This SGER proposal sets forth a one year research plan to explore two exciting and fundamentally new directions, namely (1) discovering significant scenes and objects in photo collections available on the internet and (2) reconstructing dense geometry from these online photo collections.
The scale, diversity, and unorganized nature of photos posted on the Internet present major challenges to existing computer vision techniques. This SGER proposal describes key solutions to address these challenges. The first goal is to devise techniques to automatically infer the content of image collections, by identifying the significant scenes and objects that are contained therein. For example, it may be possible to deduce all of the popular tourist sites, statues, paintings, and other artifacts of Rome from the nearly one million photos on Flickr. This requires having to compute canonical views of these scenes and objects, that together cover the most interesting aspects of these scenes. The second goal is to develop multi-view stereo techniques (MVS) that can operate effectively on such uncontrolled and highly variable image sets. Because lighting, camera response, and foreground clutter can differ substantially from image to image, new stereo matching algorithms are required.
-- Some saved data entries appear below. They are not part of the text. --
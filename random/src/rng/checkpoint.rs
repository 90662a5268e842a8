//! Checkpoint - Save/Restore Stream State
//!
//! A [`StreamSnapshot`] captures everything that determines the future output
//! of a [`RandomStream`]: both state words and the cached normal deviate.
//! Restoring a snapshot continues the exact sequence of the original stream,
//! which is what a simulation restart needs.
//!
//! # Critical Invariants
//!
//! - **Determinism**: restored stream produces the same draws as the original
//! - **Integrity**: a snapshot whose checksum does not match is rejected
//! - **Validity**: a snapshot can never put a zero word or a non-finite
//!   cached deviate into a stream

use super::mwc::RandomStream;
use super::seed::{Seed, SeedError};
use serde::{Deserialize, Serialize};
use sha2::{Digest, Sha256};
use thiserror::Error;

/// Errors from saving or restoring a snapshot
#[derive(Debug, Error, PartialEq)]
pub enum SnapshotError {
    #[error("Snapshot holds an invalid seed: {0}")]
    InvalidSeed(#[from] SeedError),

    #[error("Snapshot holds a non-finite cached deviate: {0}")]
    InvalidSpare(f64),

    #[error("Snapshot checksum mismatch: expected {expected}, found {found}")]
    ChecksumMismatch { expected: String, found: String },

    #[error("Snapshot serialization failed: {0}")]
    Serialization(String),
}

/// Complete stream state at a point in time
///
/// The cached deviate is stored as raw IEEE-754 bits so that it survives a
/// round trip through JSON exactly.
#[derive(Debug, Clone, PartialEq, Eq, Serialize, Deserialize)]
pub struct StreamSnapshot {
    pub w: u32,
    pub z: u32,

    /// Bits of the cached normal deviate, if any
    pub spare_normal_bits: Option<u64>,

    /// SHA256 hex digest of the fields above
    pub checksum: String,
}

impl StreamSnapshot {
    fn new(w: u32, z: u32, spare_normal: Option<f64>) -> Self {
        let spare_normal_bits = spare_normal.map(f64::to_bits);
        Self {
            w,
            z,
            spare_normal_bits,
            checksum: compute_state_checksum(w, z, spare_normal_bits),
        }
    }

    /// Check the checksum, the seed words and the cached deviate
    ///
    /// The checksum only catches accidental corruption; the state itself is
    /// always checked, so a snapshot cannot make `next_normal` return NaN.
    pub fn validate(&self) -> Result<Seed, SnapshotError> {
        let expected = compute_state_checksum(self.w, self.z, self.spare_normal_bits);
        if expected != self.checksum {
            return Err(SnapshotError::ChecksumMismatch {
                expected,
                found: self.checksum.clone(),
            });
        }

        let seed = Seed::new(self.w, self.z)?;

        if let Some(spare) = self.spare_normal() {
            if !spare.is_finite() {
                return Err(SnapshotError::InvalidSpare(spare));
            }
        }

        Ok(seed)
    }

    /// Cached deviate decoded from its bits
    pub fn spare_normal(&self) -> Option<f64> {
        self.spare_normal_bits.map(f64::from_bits)
    }

    pub fn to_json(&self) -> Result<String, SnapshotError> {
        serde_json::to_string(self).map_err(|e| SnapshotError::Serialization(e.to_string()))
    }

    pub fn from_json(json: &str) -> Result<Self, SnapshotError> {
        serde_json::from_str(json).map_err(|e| SnapshotError::Serialization(e.to_string()))
    }
}

impl RandomStream {
    /// Capture the full stream state
    ///
    /// # Example
    /// ```
    /// use zpic_rng::RandomStream;
    ///
    /// let mut rng = RandomStream::default();
    /// rng.next_normal();
    ///
    /// let snapshot = rng.snapshot();
    /// let expected = rng.next_normal();
    ///
    /// let mut restored = RandomStream::default();
    /// restored.restore(&snapshot).unwrap();
    /// assert_eq!(restored.next_normal(), expected);
    /// ```
    pub fn snapshot(&self) -> StreamSnapshot {
        let seed = self.get_seed();
        StreamSnapshot::new(seed.w(), seed.z(), self.spare_normal())
    }

    /// Replace the stream state with a snapshot
    ///
    /// On error the stream is left unchanged.
    pub fn restore(&mut self, snapshot: &StreamSnapshot) -> Result<(), SnapshotError> {
        let seed = snapshot.validate().map_err(|e| {
            log::warn!("Rejected stream snapshot: {}", e);
            e
        })?;

        log::debug!("Restoring random stream from snapshot: {}", seed);
        self.set_state(seed, snapshot.spare_normal());
        Ok(())
    }
}

/// SHA256 over the little-endian bytes of the state fields
fn compute_state_checksum(w: u32, z: u32, spare_normal_bits: Option<u64>) -> String {
    let mut hasher = Sha256::new();
    hasher.update(w.to_le_bytes());
    hasher.update(z.to_le_bytes());
    match spare_normal_bits {
        Some(bits) => {
            hasher.update([1u8]);
            hasher.update(bits.to_le_bytes());
        }
        None => hasher.update([0u8]),
    }
    format!("{:x}", hasher.finalize())
}
//! PyO3 wrapper for RandomStream

use pyo3::prelude::*;

use crate::rng::{RandomStream as RustRandomStream, Seed, StreamSnapshot};

fn value_error(e: impl std::fmt::Display) -> PyErr {
    PyErr::new::<pyo3::exceptions::PyValueError, _>(e.to_string())
}

/// Python wrapper for Rust RandomStream
///
/// # Example (from Python)
///
/// ```python
/// from zpic_rng import RandomStream
///
/// rng = RandomStream(521288629, 362436069)
/// assert rng.next_uint32() == 545736098
///
/// state = rng.snapshot()
/// ux = uth * rng.next_normal()
/// rng.restore(state)
/// ```
#[pyclass(name = "RandomStream")]
pub struct PyRandomStream {
    inner: RustRandomStream,
}

#[pymethods]
impl PyRandomStream {
    /// Create a stream, seeded with the default pair unless given one
    ///
    /// # Errors
    ///
    /// Raises ValueError if either word is zero or a fixed point
    #[new]
    #[pyo3(signature = (w = Seed::DEFAULT.w(), z = Seed::DEFAULT.z()))]
    fn new(w: u32, z: u32) -> PyResult<Self> {
        let inner = RustRandomStream::new(w, z).map_err(value_error)?;
        Ok(PyRandomStream { inner })
    }

    fn set_seed(&mut self, w: u32, z: u32) -> PyResult<()> {
        self.inner.set_seed(w, z).map_err(value_error)
    }

    /// Current `(w, z)` words
    fn get_seed(&self) -> (u32, u32) {
        self.inner.get_seed().into()
    }

    fn next_uint32(&mut self) -> u32 {
        self.inner.next_uint32()
    }

    fn next_normal(&mut self) -> f64 {
        self.inner.next_normal()
    }

    /// Full state as a JSON string
    fn snapshot(&self) -> PyResult<String> {
        self.inner.snapshot().to_json().map_err(value_error)
    }

    /// Restore state from a string produced by `snapshot()`
    fn restore(&mut self, state: &str) -> PyResult<()> {
        let snapshot = StreamSnapshot::from_json(state).map_err(value_error)?;
        self.inner.restore(&snapshot).map_err(value_error)
    }

    fn __repr__(&self) -> String {
        format!("RandomStream(seed={})", self.inner.get_seed())
    }
}
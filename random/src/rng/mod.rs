//! Deterministic random number generation
//!
//! Uses Marsaglia's multiply-with-carry generator for uniform draws and the
//! polar Box-Muller method for normal draws.
//! CRITICAL: All randomness in the simulation MUST go through this module.

mod checkpoint;
pub mod global;
mod mwc;
mod seed;

pub use checkpoint::{SnapshotError, StreamSnapshot};
pub use mwc::RandomStream;
pub use seed::{
    InvalidSeedReason, Seed, SeedError, SeedWord, W_FIXED_POINT, W_MULTIPLIER, Z_FIXED_POINT,
    Z_MULTIPLIER,
};
//! FFI (Foreign Function Interface) module
//!
//! PyO3 bindings for driving the random stream from Python scripts.
//!
//! # Design Principles
//!
//! 1. **Minimal boundary**: Only the stream operations cross it
//! 2. **Simple types**: Integers, floats, tuples and JSON strings
//! 3. **Safe errors**: Seed and snapshot errors become `ValueError`

pub mod stream;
The PIs will develop strategies for selecting which views to combine, explore matching metrics to factor out lighting and camera variations, and ultimately leverage lighting variations to combine photometric and geometric stereo.
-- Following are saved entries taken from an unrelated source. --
//! ZPIC random number source
//!
//! Deterministic, reseedable pseudo-random numbers for particle-in-cell
//! simulation: uniform 32-bit draws from a multiply-with-carry generator and
//! standard normal draws for thermal velocity sampling.
//!
//! # Architecture
//!
//! - **rng**: Seed validation, the generator, snapshots, process-wide default stream
//! - **ffi**: Python bindings (feature `pyo3`)
//!
//! # Critical Invariants
//!
//! 1. Same seed → same sequence, bit for bit
//! 2. No state word is ever zero or stuck on a fixed point
//! 3. Normal draws never return NaN or infinity

pub mod rng;

// Re-exports for convenience
pub use rng::{
    InvalidSeedReason, RandomStream, Seed, SeedError, SeedWord, SnapshotError, StreamSnapshot,
};

// FFI module (when feature enabled)
#[cfg(feature = "pyo3")]
pub mod ffi;

// PyO3 exports (when feature enabled)
#[cfg(feature = "pyo3")]
use pyo3::prelude::*;

#[cfg(feature = "pyo3")]
#[pymodule]
fn zpic_rng(m: &Bound<'_, PyModule>) -> PyResult<()> {
    m.add_class::<ffi::stream::PyRandomStream>()?;
    Ok(())
}
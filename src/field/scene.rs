// Copyright 2025 the Runebender Xilem Authors
// SPDX-License-Identifier: Apache-2.0

//! Field scene: the display list for one frame of the field diagram.
//!
//! The scene is built from a [`FieldLayout`], a strategy snapshot and the
//! overlay flag. It is plain data, so the interactive canvas (Vello) and the
//! export rasterizer (Vello CPU) paint exactly the same items, and tests can
//! inspect what would be drawn without a GPU or a font stack.

use kurbo::{BezPath, Circle, Line, Point, Rect, RoundedRect, Shape as _, Vec2};
use peniko::Color;

use super::layout::FieldLayout;
use crate::model::{MarkerId, Strategy};
use crate::theme;
use crate::theme::size;

/// What a scene item depicts
#[derive(Debug, Clone, Copy, PartialEq, Eq)]
pub enum SceneRole {
    FieldShadow,
    Field,
    Boundary,
    BoundaryCaption,
    Pitch,
    Crease,
    Wicketkeeper,
    Bowler,
    Fielder(MarkerId),
    InfoBlock,
    NotesPanel,
}

impl SceneRole {
    /// True for items that only exist while the overlay is visible
    pub fn is_overlay(self) -> bool {
        matches!(
            self,
            Self::BoundaryCaption | Self::InfoBlock | Self::NotesPanel
        )
    }
}

/// Geometry of a filled or stroked item
#[derive(Debug, Clone, Copy, PartialEq)]
pub enum SceneShape {
    Circle(Circle),
    Rect(RoundedRect),
    Line(Line),
}

impl SceneShape {
    /// Flatten to a path for the painters
    pub fn to_path(&self) -> BezPath {
        const TOLERANCE: f64 = 0.1;
        match self {
            Self::Circle(c) => c.to_path(TOLERANCE),
            Self::Rect(r) => r.to_path(TOLERANCE),
            Self::Line(l) => l.to_path(TOLERANCE),
        }
    }

    pub fn bounding_box(&self) -> Rect {
        match self {
            Self::Circle(c) => c.bounding_box(),
            Self::Rect(r) => r.rect(),
            Self::Line(l) => l.bounding_box(),
        }
    }
}

/// Stroke parameters
#[derive(Debug, Clone, Copy, PartialEq)]
pub struct StrokeStyle {
    pub width: f64,
    /// Dash on/off lengths
    pub dash: Option<[f64; 2]>,
}

impl StrokeStyle {
    pub fn solid(width: f64) -> Self {
        Self { width, dash: None }
    }

    pub fn to_kurbo(self) -> kurbo::Stroke {
        let stroke = kurbo::Stroke::new(self.width);
        match self.dash {
            Some(pattern) => stroke.with_dashes(0.0, pattern),
            None => stroke,
        }
    }
}

/// Horizontal text placement inside the wrap width
#[derive(Debug, Clone, Copy, PartialEq, Eq, Default)]
pub enum TextAlign {
    #[default]
    Start,
    Center,
}

/// A run of text anchored at its top-left corner
#[derive(Debug, Clone, PartialEq)]
pub struct TextItem {
    pub content: String,
    pub origin: Point,
    pub font_size: f64,
    pub bold: bool,
    pub italic: bool,
    pub color: Color,
    /// Word-wrap width; `None` lays the text out on as few lines as it has
    pub wrap_width: Option<f64>,
    pub align: TextAlign,
    /// Color of a soft shadow drawn behind the text
    pub shadow: Option<Color>,
}

impl TextItem {
    fn new(content: impl Into<String>, origin: Point, font_size: f64, color: Color) -> Self {
        Self {
            content: content.into(),
            origin,
            font_size,
            bold: false,
            italic: false,
            color,
            wrap_width: None,
            align: TextAlign::Start,
            shadow: None,
        }
    }

    fn bold(mut self) -> Self {
        self.bold = true;
        self
    }

    fn italic(mut self) -> Self {
        self.italic = true;
        self
    }

    fn wrapped(mut self, width: f64, align: TextAlign) -> Self {
        self.wrap_width = Some(width);
        self.align = align;
        self
    }

    fn shadowed(mut self, color: Color) -> Self {
        self.shadow = Some(color);
        self
    }
}

/// One drawing instruction
#[derive(Debug, Clone, PartialEq)]
pub enum SceneItem {
    Fill {
        role: SceneRole,
        shape: SceneShape,
        color: Color,
    },
    Stroke {
        role: SceneRole,
        shape: SceneShape,
        color: Color,
        style: StrokeStyle,
    },
    Text {
        role: SceneRole,
        text: TextItem,
    },
}

impl SceneItem {
    pub fn role(&self) -> SceneRole {
        match self {
            Self::Fill { role, .. } | Self::Stroke { role, .. } | Self::Text { role, .. } => *role,
        }
    }
}

/// A marker being dragged, drawn at its live position instead of the stored one
#[derive(Debug, Clone, Copy, PartialEq)]
pub struct DragPreview {
    pub id: MarkerId,
    pub position: Point,
}

/// Display list for the whole surface, in painting order
#[derive(Debug, Clone, PartialEq)]
pub struct FieldScene {
    pub layout: FieldLayout,
    pub items: Vec<SceneItem>,
}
Ultimately, this research can lead to the creation of a geometry crawler that scours the Internet for objects to reconstruct such an approach could be used, given sufficient compute time and compute power, to automatically create 3D models for all of the world's well- photographed sites, cities, landscapes, and objects.
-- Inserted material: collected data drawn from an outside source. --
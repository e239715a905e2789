// Copyright 2025 the Runebender Xilem Authors
// SPDX-License-Identifier: Apache-2.0

//! Xilem View wrapper for FieldCanvasWidget

use super::{CanvasAction, FieldCanvasWidget};
use crate::model::Strategy;
use std::marker::PhantomData;
use std::sync::Arc;
use xilem::core::{MessageContext, MessageResult, Mut, View, ViewMarker};
use xilem::{Pod, ViewCtx};

/// Create a field canvas view for a strategy snapshot
///
/// The callback receives every [`CanvasAction`] the widget emits: surface
/// resizes, marker drops and overlay render acknowledgements.
pub fn field_canvas<State, F>(
    strategy: Arc<Strategy>,
    overlay_visible: bool,
    on_action: F,
) -> FieldCanvasView<State, F>
where
    F: Fn(&mut State, CanvasAction),
{
    FieldCanvasView {
        strategy,
        overlay_visible,
        on_action,
        phantom: PhantomData,
    }
}

/// The Xilem View for FieldCanvasWidget
#[must_use = "View values do nothing unless provided to Xilem."]
pub struct FieldCanvasView<State, F> {
    strategy: Arc<Strategy>,
    overlay_visible: bool,
    on_action: F,
    phantom: PhantomData<fn() -> State>,
}

impl<State, F> ViewMarker for FieldCanvasView<State, F> {}

impl<State: 'static, F: Fn(&mut State, CanvasAction) + 'static> View<State, (), ViewCtx>
    for FieldCanvasView<State, F>
{
    type Element = Pod<FieldCanvasWidget>;
    type ViewState = ();

    fn build(&self, ctx: &mut ViewCtx, _app_state: &mut State) -> (Self::Element, Self::ViewState) {
        let widget = FieldCanvasWidget::new(self.strategy.clone(), self.overlay_visible);
        let pod = ctx.create_pod(widget);
        ctx.record_action(pod.new_widget.id());
        (pod, ())
    }

    fn rebuild(
        &self,
        prev: &Self,
        _view_state: &mut Self::ViewState,
        _ctx: &mut ViewCtx,
        mut element: Mut<'_, Self::Element>,
        _app_state: &mut State,
    ) {
        let mut widget = element.downcast::<FieldCanvasWidget>();

        // Snapshots are immutable, so pointer equality means nothing changed
        if !Arc::ptr_eq(&self.strategy, &prev.strategy) {
            widget.widget.strategy = self.strategy.clone();
            widget.ctx.request_render();
        }

        if self.overlay_visible != prev.overlay_visible {
            tracing::debug!(
                "[FieldCanvasView::rebuild] overlay {}",
                if self.overlay_visible { "shown" } else { "hidden" }
            );
            widget.widget.set_overlay_visible(self.overlay_visible);
            // Layout reports the overlay back once it is part of the frame
            widget.ctx.request_layout();
            widget.ctx.request_render();
        }
    }

    fn teardown(
        &self,
        _view_state: &mut Self::ViewState,
        _ctx: &mut ViewCtx,
        _element: Mut<'_, Self::Element>,
    ) {
        // No cleanup needed
    }

    fn message(
        &self,
        _view_state: &mut Self::ViewState,
        message: &mut MessageContext,
        _element: Mut<'_, Self::Element>,
        app_state: &mut State,
    ) -> MessageResult<()> {
        match message.take_message::<CanvasAction>() {
            Some(action) => {
                tracing::debug!("[FieldCanvasView::message] {:?}", action);
                (self.on_action)(app_state, *action);
                // Propagate to the root so the panel and notices rebuild
                MessageResult::Action(())
            }
            None => MessageResult::Stale,
        }
    }
}
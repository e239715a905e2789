// Copyright 2025 the Runebender Xilem Authors
// SPDX-License-Identifier: Apache-2.0

//! Painters for the field scene

pub mod raster;
pub mod text;
pub mod vello;

pub use raster::rasterize;
pub use text::TextLayouter;
pub use vello::paint_field;
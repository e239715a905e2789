// Copyright 2025 the Runebender Xilem Authors
// SPDX-License-Identifier: Apache-2.0

//! Field diagram geometry, display list and hit testing

pub mod hit_test;
pub mod layout;
pub mod scene;

pub use hit_test::marker_at;
pub use layout::{FieldLayout, surface_side};
pub use scene::{DragPreview, FieldScene, SceneItem, SceneRole, SceneShape, TextAlign, TextItem};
The outcome of this research consists of tools that can automatically discover and describe scenes and reconstruct geometric models from Internet collections. This outcome will enable a host of important applications, ranging across 3D visualization, localization, communication, and recognition, that go well beyond traditional computer vision problems and can have broad impacts for the population at large. In addition, the proposed work will create a large set of new resources for a range of audiences. First, the output of the research will be massive datasets of registered imagery for many world sites and dense 3D reconstructions of those same sites. This data will be distributed broadly to help advance research in the computer vision community. The data will also be made available for many other purposes, such as computer graphics research into image-based rendering, cultural heritage, localization efforts, and scientific visualization.